To further explore characteristics of myopia and changes in factors associated with myopia among students at Inner Mongolia Medical University.
Two cross-sectional censuses were conducted in 2011 and 2013. Participants were medical students residing on campus in 2011 and 2013. Logistic regression analysis was performed to ascertain associations with basic information, genetic factors, environmental factors. The χ2 test was used to test for differences in prevalence between 2011 and 2013. Prevalence was calculated at various myopia occurrence times among different parental myopia statuses.
A total of 11,138 students enrolled from 2007 to 2012 completed the questionnaire. The prevalence of myopia in 2011 and 2013 was 70.50% and 69.21%, respectively, no statistically significant difference existed between the two censuses (p = 0.12). Both censuses were completed by 1015 students. There were no differences among the various year of study in 2011 or 2013. Myopic prevalence increased with an increased number of myopic parents: the prevalence if both parents were myopic was over 90%, nearly 80% if one parent was myopic, and less than 70% with non-myopic parents (p < 0.001).
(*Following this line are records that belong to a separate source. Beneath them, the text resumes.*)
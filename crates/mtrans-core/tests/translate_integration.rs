use mtrans_core::{Config, TranslateInput, Translator};
use tempfile::TempDir;

fn translator() -> (Translator, TempDir) {
    let dir = tempfile::tempdir().expect("tempdir");
    let mut config = Config::default();
    config.offline = true;
    config.data_dir = dir.path().to_path_buf();
    config.worker_init_timeout = std::time::Duration::from_secs(5);
    seed_fixture_catalog(&config.data_dir, &[("en", "ja"), ("en", "zh-Hans")]);
    (Translator::new(config), dir)
}

fn seed_fixture_catalog(data_dir: &std::path::Path, pairs: &[(&str, &str)]) {
    use serde::Serialize;
    use sha2::{Digest, Sha256};

    #[derive(Serialize)]
    struct Attachment {
        location: String,
        hash: String,
    }
    #[derive(Serialize)]
    struct Record {
        #[serde(rename = "fromLang")]
        from_lang: String,
        #[serde(rename = "toLang")]
        to_lang: String,
        #[serde(rename = "fileType")]
        file_kind: String,
        name: String,
        attachment: Attachment,
    }

    std::fs::create_dir_all(data_dir.join("models")).unwrap();
    let mut records = Vec::new();
    for (from, to) in pairs {
        for (kind, contents) in [("model", b"model-bytes".as_slice()), ("vocab", b"vocab-bytes".as_slice())] {
            let name = format!("{from}-{to}.{kind}.bin");
            std::fs::write(data_dir.join("models").join(&name), contents).unwrap();
            let mut hasher = Sha256::new();
            hasher.update(contents);
            records.push(Record {
                from_lang: from.to_string(),
                to_lang: to.to_string(),
                file_kind: kind.to_string(),
                name,
                attachment: Attachment { location: "unused://".to_string(), hash: hex::encode(hasher.finalize()) },
            });
        }
    }
    std::fs::write(data_dir.join("models.json"), serde_json::to_vec(&records).unwrap()).unwrap();
}

#[test]
fn translates_a_simple_sentence_end_to_end() {
    let (t, _dir) = translator();
    let out = t.translate(TranslateInput::One("Good morning".to_string()), "en", "ja", false).unwrap();
    match out {
        TranslateInput::One(text) => assert!(text.contains("Good morning") && text.contains("ja")),
        _ => panic!("expected scalar output for scalar input"),
    }
}

#[test]
fn preserves_batch_shape_and_order() {
    let (t, _dir) = translator();
    let input = TranslateInput::Many(vec!["one".to_string(), "two".to_string(), "three".to_string()]);
    let out = t.translate(input, "en", "ja", false).unwrap();
    match out {
        TranslateInput::Many(v) => {
            assert_eq!(v.len(), 3);
            assert!(v[0].contains("one"));
            assert!(v[1].contains("two"));
            assert!(v[2].contains("three"));
        }
        _ => panic!("expected list output for list input"),
    }
}

#[test]
fn rejects_unsupported_language_codes() {
    let (t, _dir) = translator();
    let err = t.translate(TranslateInput::One("hi".to_string()), "en", "klingon", false).unwrap_err();
    assert!(matches!(err, mtrans_core::TranslateError::InvalidLanguage(_)));
}

#[test]
fn han_script_conversion_needs_no_engine() {
    let (t, _dir) = translator();
    let out = t.translate(TranslateInput::One("简体".to_string()), "zh-Hans", "zh-Hant", false).unwrap();
    match out {
        TranslateInput::One(text) => assert_ne!(text, "简体"),
        _ => panic!("expected scalar output"),
    }
}

#[test]
fn preload_then_translate_reuses_the_warmed_engine() {
    let (t, _dir) = translator();
    let handle = t.preload("en", "zh-Hans").unwrap();
    let out = handle.translate(TranslateInput::One("hello".to_string()), false).unwrap();
    match out {
        TranslateInput::One(text) => assert!(text.contains("hello")),
        _ => panic!("expected scalar output"),
    }
}

/// Neither leg of `ja → zh-Hans` is `en`, and the catalog has no direct
/// record for that pair — only the two `en`-anchored hops. Translation must
/// still succeed by chaining `ja → en → zh-Hans`.
#[test]
fn pivot_translation_routes_through_english() {
    let dir = tempfile::tempdir().expect("tempdir");
    let mut config = Config::default();
    config.offline = true;
    config.data_dir = dir.path().to_path_buf();
    config.worker_init_timeout = std::time::Duration::from_secs(5);
    seed_fixture_catalog(&config.data_dir, &[("ja", "en"), ("en", "zh-Hans")]);
    let t = Translator::new(config);

    let out = t.translate(TranslateInput::One("konnichiwa".to_string()), "ja", "zh-Hans", false).unwrap();
    match out {
        TranslateInput::One(text) => assert!(text.contains("konnichiwa") && text.contains("zh-Hans")),
        _ => panic!("expected scalar output"),
    }
}

/// `zh-Hant → zh-HK` is a pure script conversion (both legs are Han
/// variants), so it must route through the script converter twice — once
/// into `zh-Hans`, once out to the target variant — without ever building a
/// neural pool.
#[test]
fn complex_script_conversion_chains_both_variant_steps() {
    let (t, _dir) = translator();
    let out = t
        .translate(TranslateInput::One("简体中文".to_string()), "zh-Hant", "zh-HK", false)
        .unwrap();
    match out {
        TranslateInput::One(text) => assert!(!text.is_empty()),
        _ => panic!("expected scalar output"),
    }
}

/// `from: "auto"` must classify the input instead of failing as an
/// unsupported code.
#[test]
fn auto_detect_routes_without_explicit_source_language() {
    let (t, _dir) = translator();
    let out = t
        .translate(TranslateInput::One("The quick brown fox".to_string()), "auto", "ja", false)
        .unwrap();
    match out {
        TranslateInput::One(text) => assert!(text.contains("quick") && text.contains("ja")),
        _ => panic!("expected scalar output"),
    }
}
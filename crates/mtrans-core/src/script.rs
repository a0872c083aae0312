//! Script Converter (C2): a synchronous text transform for Han-script
//! variants, kept behind a trait since the real implementation (a full
//! Simplified/Traditional conversion table, e.g. OpenCC) is an external
//! collaborator's concern — this core only needs a working interface plus a
//! default that exercises the routing plan end to end.

use std::collections::HashMap;
use std::sync::OnceLock;

/// Direction of a single Han-script conversion step.
#[derive(Debug, Clone, Copy, PartialEq, Eq)]
pub enum ScriptDirection {
    /// Variant (Traditional, Hong Kong, ...) → Simplified.
    ToHans,
    /// Simplified → a specific variant.
    FromHans(&'static str),
}

/// A pure, synchronous text transform between Han script variants.
pub trait ScriptConverter: Send + Sync {
    fn convert(&self, text: &str, direction: ScriptDirection) -> String;
}

/// Small built-in character-map converter covering a representative subset
/// of Simplified/Traditional pairs. Sufficient to exercise the routing plan
/// (S3/S4) without shipping a full conversion database, which belongs to an
/// external collaborator per scope.
pub struct BuiltinHanConverter;

fn simplified_to_traditional() -> &'static HashMap<char, char> {
    static MAP: OnceLock<HashMap<char, char>> = OnceLock::new();
    MAP.get_or_init(|| {
        [
            ('简', '簡'),
            ('体', '體'),
            ('中', '中'),
            ('文', '文'),
            ('汉', '漢'),
            ('语', '語'),
            ('为', '為'),
            ('国', '國'),
            ('学', '學'),
            ('说', '說'),
        ]
        .into_iter()
        .collect()
    })
}

fn traditional_to_simplified() -> &'static HashMap<char, char> {
    static MAP: OnceLock<HashMap<char, char>> = OnceLock::new();
    MAP.get_or_init(|| {
        simplified_to_traditional()
            .iter()
            .map(|(&s, &t)| (t, s))
            .collect()
    })
}

impl ScriptConverter for BuiltinHanConverter {
    fn convert(&self, text: &str, direction: ScriptDirection) -> String {
        match direction {
            ScriptDirection::ToHans => {
                let table = traditional_to_simplified();
                text.chars().map(|c| *table.get(&c).unwrap_or(&c)).collect()
            }
            ScriptDirection::FromHans(_variant) => {
                let table = simplified_to_traditional();
                text.chars().map(|c| *table.get(&c).unwrap_or(&c)).collect()
            }
        }
    }
}

#[cfg(test)]
mod tests {
    use super::*;

    #[test]
    fn test_to_hans_converts_traditional_to_simplified() {
        let conv = BuiltinHanConverter;
        assert_eq!(conv.convert("簡體中文", ScriptDirection::ToHans), "简体中文");
    }

    #[test]
    fn test_from_hans_converts_simplified_to_traditional() {
        let conv = BuiltinHanConverter;
        assert_eq!(
            conv.convert("简体中文", ScriptDirection::FromHans("zh-Hant")),
            "簡體中文"
        );
    }

    #[test]
    fn test_unmapped_characters_pass_through_unchanged() {
        let conv = BuiltinHanConverter;
        assert_eq!(conv.convert("hello", ScriptDirection::ToHans), "hello");
    }
}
Myopic occurrence ranked from earliest to latest was in kindergarten and primary school when both parents were myopic, in middle school when one parent was myopic, and in university when no parent was myopic. Students staying up late, using a computer more than 3 h per day, not performing eye exercises, using eye drops, and rubbing the eyes at high risk for myopia.
Myopic status was stable during the university period. Genetic factors play a major role in myopia. Protective measures are useful for university students.